### Dataset records:
========================================================================

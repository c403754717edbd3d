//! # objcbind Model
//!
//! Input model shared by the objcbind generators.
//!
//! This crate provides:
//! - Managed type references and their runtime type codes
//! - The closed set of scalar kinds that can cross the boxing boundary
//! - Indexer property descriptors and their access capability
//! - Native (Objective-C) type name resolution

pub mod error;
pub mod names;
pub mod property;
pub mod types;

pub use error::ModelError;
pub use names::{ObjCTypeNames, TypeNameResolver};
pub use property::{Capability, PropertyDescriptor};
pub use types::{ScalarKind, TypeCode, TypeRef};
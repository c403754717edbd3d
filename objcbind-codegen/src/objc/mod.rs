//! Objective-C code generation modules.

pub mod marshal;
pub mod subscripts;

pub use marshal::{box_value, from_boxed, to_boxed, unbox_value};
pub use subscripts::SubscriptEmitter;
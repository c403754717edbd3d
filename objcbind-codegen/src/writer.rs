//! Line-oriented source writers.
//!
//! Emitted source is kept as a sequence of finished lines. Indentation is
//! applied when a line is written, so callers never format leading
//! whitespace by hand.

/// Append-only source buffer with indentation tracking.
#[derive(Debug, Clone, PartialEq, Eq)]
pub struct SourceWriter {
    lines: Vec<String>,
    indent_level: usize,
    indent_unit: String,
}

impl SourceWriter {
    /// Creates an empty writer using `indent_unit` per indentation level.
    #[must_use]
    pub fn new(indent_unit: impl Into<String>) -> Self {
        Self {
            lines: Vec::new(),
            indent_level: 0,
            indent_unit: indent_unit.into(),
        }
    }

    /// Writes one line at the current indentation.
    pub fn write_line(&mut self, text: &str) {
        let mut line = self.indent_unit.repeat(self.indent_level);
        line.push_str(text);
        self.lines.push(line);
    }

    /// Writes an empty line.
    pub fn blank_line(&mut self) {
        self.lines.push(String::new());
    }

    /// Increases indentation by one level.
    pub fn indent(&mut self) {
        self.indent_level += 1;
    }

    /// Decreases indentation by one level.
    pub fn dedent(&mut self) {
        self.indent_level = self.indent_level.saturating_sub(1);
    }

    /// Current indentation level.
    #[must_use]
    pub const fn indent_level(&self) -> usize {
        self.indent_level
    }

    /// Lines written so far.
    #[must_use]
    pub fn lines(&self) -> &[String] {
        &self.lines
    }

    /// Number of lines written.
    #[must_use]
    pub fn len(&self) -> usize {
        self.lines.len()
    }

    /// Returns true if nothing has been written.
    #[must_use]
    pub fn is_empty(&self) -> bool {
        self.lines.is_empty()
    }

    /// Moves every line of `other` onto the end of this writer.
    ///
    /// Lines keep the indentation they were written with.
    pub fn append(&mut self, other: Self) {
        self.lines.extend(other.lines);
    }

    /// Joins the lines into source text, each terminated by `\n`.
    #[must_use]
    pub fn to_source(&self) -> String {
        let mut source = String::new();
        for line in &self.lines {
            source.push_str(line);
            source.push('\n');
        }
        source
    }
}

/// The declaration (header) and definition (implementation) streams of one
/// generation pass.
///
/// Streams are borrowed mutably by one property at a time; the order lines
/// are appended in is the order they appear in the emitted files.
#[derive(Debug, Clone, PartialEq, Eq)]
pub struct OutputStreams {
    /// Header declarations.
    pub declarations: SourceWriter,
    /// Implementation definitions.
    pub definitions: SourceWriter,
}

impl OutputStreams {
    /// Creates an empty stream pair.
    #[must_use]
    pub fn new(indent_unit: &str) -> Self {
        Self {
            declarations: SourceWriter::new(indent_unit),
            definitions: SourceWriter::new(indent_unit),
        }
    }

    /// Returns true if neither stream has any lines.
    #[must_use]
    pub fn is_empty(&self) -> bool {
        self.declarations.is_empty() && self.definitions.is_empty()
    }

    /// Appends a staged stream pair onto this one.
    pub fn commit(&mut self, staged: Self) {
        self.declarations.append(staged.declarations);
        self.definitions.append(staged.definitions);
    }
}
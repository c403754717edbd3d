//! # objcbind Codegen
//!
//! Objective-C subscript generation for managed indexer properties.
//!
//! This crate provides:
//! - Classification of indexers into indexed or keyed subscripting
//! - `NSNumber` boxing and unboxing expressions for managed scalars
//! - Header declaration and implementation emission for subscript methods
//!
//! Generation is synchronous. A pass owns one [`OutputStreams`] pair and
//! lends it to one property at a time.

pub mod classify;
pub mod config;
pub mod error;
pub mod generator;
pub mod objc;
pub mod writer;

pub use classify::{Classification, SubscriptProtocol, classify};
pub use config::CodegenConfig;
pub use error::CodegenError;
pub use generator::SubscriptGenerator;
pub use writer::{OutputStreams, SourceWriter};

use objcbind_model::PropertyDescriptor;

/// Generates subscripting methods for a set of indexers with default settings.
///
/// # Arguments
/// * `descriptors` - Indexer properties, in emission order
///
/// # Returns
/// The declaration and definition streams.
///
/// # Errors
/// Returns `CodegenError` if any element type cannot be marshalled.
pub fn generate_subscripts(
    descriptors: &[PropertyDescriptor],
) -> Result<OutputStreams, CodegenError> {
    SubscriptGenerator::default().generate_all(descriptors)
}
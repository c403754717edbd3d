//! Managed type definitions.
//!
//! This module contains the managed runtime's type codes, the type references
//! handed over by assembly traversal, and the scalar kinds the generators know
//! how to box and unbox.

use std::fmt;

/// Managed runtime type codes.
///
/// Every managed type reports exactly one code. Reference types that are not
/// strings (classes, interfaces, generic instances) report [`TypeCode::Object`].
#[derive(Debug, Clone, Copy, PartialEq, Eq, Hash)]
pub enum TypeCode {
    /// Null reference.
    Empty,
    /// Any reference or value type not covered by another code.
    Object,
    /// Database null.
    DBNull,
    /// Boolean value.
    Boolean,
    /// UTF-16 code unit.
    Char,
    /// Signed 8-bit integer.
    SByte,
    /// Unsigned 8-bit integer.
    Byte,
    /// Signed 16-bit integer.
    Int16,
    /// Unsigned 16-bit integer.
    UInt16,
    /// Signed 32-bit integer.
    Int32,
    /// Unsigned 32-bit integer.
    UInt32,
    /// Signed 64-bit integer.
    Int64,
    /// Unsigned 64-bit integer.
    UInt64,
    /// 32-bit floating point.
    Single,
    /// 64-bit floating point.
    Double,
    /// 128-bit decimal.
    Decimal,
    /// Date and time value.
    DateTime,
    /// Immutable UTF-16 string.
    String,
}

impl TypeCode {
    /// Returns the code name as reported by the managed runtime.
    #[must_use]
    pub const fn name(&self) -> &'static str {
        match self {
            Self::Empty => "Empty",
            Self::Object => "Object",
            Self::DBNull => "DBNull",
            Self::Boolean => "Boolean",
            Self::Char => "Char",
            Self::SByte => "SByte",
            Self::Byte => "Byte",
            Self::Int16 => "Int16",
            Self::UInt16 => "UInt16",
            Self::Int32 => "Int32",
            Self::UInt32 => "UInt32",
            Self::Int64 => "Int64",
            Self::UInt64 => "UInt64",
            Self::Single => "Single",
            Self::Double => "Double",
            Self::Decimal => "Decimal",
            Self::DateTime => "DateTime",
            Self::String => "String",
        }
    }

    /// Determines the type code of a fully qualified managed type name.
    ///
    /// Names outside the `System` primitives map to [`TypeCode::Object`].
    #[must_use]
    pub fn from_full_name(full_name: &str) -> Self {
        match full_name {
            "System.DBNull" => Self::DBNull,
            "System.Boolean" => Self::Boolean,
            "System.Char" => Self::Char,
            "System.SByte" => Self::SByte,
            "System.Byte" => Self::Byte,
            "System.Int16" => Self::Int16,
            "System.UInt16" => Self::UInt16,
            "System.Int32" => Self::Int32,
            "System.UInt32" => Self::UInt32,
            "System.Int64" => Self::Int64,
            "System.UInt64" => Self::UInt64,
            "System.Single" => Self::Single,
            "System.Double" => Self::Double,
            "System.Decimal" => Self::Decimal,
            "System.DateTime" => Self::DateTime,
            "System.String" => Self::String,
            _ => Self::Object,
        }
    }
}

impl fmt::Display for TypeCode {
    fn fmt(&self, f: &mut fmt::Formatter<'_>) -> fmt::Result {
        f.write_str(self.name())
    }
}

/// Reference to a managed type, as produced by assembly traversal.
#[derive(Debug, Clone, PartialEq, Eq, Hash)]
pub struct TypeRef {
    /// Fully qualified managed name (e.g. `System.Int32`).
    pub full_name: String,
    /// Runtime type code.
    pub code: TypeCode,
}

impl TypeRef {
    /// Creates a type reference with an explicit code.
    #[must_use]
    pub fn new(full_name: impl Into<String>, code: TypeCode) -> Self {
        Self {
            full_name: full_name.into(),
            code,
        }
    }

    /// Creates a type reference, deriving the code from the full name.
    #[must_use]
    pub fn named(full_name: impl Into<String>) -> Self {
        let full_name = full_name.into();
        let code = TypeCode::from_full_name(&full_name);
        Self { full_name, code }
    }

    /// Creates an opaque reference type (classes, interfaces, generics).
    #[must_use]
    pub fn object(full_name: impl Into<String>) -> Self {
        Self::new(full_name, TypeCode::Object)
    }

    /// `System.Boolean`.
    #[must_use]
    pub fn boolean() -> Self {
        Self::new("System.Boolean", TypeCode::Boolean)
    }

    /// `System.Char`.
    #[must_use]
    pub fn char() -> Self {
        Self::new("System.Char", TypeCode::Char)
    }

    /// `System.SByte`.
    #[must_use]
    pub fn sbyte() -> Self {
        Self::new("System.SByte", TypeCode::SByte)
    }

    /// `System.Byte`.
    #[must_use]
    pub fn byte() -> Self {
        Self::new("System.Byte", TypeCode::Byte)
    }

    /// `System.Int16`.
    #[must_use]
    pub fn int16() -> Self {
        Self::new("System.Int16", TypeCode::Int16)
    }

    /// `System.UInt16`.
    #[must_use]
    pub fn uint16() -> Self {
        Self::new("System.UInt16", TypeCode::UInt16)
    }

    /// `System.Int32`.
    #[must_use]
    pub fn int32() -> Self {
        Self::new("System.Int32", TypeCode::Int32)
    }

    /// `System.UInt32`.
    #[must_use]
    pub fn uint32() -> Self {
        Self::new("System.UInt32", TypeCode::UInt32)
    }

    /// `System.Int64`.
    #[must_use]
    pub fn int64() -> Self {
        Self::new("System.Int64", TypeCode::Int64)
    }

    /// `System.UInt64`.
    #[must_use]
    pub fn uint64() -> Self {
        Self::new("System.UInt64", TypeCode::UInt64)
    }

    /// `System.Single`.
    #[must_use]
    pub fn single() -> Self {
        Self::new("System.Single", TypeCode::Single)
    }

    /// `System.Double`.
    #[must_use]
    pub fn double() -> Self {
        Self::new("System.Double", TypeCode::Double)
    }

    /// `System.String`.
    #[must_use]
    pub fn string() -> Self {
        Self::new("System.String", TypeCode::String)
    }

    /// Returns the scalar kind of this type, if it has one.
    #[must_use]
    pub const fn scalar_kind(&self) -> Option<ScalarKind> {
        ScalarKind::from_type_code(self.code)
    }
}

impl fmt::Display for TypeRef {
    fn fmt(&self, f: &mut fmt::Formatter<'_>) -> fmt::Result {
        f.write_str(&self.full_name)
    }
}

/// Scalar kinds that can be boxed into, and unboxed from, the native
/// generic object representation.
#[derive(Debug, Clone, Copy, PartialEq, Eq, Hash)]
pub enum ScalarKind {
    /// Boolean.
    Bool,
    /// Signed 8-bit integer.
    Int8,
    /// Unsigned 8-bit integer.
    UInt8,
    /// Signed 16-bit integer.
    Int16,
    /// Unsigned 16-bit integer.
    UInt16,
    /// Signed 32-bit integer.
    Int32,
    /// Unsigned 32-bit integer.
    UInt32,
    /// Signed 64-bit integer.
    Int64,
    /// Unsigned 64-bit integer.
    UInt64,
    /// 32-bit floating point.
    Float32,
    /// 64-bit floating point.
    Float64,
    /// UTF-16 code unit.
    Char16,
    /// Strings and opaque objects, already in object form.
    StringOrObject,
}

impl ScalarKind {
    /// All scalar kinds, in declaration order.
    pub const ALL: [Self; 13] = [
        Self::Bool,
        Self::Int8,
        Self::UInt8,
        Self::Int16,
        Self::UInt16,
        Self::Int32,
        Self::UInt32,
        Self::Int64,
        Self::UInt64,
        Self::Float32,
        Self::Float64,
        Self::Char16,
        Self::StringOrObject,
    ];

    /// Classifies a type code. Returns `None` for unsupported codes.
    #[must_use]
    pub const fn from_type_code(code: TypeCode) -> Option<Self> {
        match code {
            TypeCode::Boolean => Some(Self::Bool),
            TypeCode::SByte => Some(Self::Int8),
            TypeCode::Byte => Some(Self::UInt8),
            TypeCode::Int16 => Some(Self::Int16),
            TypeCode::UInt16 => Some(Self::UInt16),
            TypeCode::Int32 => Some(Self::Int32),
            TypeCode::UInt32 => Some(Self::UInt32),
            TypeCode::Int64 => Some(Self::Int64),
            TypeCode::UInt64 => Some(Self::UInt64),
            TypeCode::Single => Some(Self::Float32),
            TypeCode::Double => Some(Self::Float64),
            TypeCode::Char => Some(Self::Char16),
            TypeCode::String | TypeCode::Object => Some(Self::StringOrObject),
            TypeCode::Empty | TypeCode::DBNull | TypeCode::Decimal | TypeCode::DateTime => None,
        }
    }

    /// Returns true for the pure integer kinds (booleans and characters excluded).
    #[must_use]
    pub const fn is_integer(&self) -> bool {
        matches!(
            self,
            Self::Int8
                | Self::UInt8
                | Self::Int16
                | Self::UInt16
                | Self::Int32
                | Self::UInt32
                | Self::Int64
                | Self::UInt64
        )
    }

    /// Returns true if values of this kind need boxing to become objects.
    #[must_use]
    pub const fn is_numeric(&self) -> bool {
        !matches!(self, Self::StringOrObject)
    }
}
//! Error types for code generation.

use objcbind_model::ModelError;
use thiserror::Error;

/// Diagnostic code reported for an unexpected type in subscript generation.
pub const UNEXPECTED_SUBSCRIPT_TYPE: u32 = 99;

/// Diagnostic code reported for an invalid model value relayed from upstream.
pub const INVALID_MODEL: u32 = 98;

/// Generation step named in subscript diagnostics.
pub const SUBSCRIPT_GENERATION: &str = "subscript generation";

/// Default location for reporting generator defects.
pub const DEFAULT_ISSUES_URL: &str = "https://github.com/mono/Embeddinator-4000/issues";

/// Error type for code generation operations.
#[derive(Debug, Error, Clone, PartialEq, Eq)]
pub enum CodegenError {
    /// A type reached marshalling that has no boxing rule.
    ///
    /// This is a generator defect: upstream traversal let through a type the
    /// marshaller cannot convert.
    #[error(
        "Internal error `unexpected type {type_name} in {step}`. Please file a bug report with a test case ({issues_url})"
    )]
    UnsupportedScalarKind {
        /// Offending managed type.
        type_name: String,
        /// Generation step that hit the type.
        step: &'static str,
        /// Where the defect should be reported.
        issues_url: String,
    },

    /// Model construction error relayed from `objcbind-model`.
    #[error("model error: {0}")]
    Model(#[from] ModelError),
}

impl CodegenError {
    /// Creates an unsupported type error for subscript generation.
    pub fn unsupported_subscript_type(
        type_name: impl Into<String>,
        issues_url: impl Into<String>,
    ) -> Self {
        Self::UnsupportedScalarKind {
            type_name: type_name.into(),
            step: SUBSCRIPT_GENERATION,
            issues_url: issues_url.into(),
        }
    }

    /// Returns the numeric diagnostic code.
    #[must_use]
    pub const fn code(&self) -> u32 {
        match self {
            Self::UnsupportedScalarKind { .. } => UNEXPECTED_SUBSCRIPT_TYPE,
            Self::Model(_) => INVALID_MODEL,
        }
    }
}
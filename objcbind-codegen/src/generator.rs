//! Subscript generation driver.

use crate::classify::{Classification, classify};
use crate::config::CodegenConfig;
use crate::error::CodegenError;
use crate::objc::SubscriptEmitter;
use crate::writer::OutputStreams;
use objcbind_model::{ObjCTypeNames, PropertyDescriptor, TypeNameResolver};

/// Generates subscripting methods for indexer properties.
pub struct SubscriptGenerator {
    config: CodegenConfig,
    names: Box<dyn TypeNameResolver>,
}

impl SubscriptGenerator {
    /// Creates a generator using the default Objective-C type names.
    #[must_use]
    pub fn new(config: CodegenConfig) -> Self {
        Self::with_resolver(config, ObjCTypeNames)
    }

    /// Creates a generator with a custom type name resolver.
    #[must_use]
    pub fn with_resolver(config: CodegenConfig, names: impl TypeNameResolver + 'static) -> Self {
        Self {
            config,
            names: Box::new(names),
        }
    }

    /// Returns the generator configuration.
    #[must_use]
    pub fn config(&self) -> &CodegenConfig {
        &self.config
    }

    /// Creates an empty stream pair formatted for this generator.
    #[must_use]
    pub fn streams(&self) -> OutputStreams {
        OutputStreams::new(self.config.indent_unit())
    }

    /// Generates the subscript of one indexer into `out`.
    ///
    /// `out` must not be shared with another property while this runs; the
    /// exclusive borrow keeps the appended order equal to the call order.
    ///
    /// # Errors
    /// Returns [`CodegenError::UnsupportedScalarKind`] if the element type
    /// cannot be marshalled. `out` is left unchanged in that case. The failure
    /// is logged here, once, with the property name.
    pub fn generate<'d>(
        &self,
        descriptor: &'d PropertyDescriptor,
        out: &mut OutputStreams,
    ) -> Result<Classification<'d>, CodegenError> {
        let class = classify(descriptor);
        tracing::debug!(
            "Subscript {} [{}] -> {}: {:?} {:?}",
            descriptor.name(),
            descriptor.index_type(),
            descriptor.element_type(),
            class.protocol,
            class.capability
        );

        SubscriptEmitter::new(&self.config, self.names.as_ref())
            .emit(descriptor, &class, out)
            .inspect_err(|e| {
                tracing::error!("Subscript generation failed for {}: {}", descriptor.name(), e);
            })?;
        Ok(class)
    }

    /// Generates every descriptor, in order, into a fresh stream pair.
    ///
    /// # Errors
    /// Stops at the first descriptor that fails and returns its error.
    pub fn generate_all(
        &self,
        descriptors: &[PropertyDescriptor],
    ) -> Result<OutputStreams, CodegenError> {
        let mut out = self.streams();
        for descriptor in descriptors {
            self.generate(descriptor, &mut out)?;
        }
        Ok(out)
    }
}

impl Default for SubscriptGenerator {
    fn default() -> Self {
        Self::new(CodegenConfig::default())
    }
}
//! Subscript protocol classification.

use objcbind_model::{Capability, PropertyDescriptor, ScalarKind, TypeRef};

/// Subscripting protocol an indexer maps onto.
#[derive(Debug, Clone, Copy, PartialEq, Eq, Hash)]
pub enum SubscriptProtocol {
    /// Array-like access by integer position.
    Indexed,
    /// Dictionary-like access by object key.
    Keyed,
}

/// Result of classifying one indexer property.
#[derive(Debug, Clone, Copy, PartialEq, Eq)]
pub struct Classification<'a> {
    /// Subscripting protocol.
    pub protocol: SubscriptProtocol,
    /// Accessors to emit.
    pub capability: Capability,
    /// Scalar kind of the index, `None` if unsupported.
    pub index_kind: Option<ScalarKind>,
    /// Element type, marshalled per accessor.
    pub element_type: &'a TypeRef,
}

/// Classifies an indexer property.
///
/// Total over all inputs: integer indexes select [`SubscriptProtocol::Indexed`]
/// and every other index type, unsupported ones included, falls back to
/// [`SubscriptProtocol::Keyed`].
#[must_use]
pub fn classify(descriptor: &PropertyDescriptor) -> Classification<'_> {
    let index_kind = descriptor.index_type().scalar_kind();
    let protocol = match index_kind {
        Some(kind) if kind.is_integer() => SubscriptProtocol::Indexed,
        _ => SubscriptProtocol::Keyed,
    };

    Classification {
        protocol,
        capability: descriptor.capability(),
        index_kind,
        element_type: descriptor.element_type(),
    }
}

========================================================================

The word "their" is the filter: copy every line of the listing above that contains it.

### Solution to this problem:
//! - Managed type references and their runtime type codes
//! - Indexer property descriptors and their access capability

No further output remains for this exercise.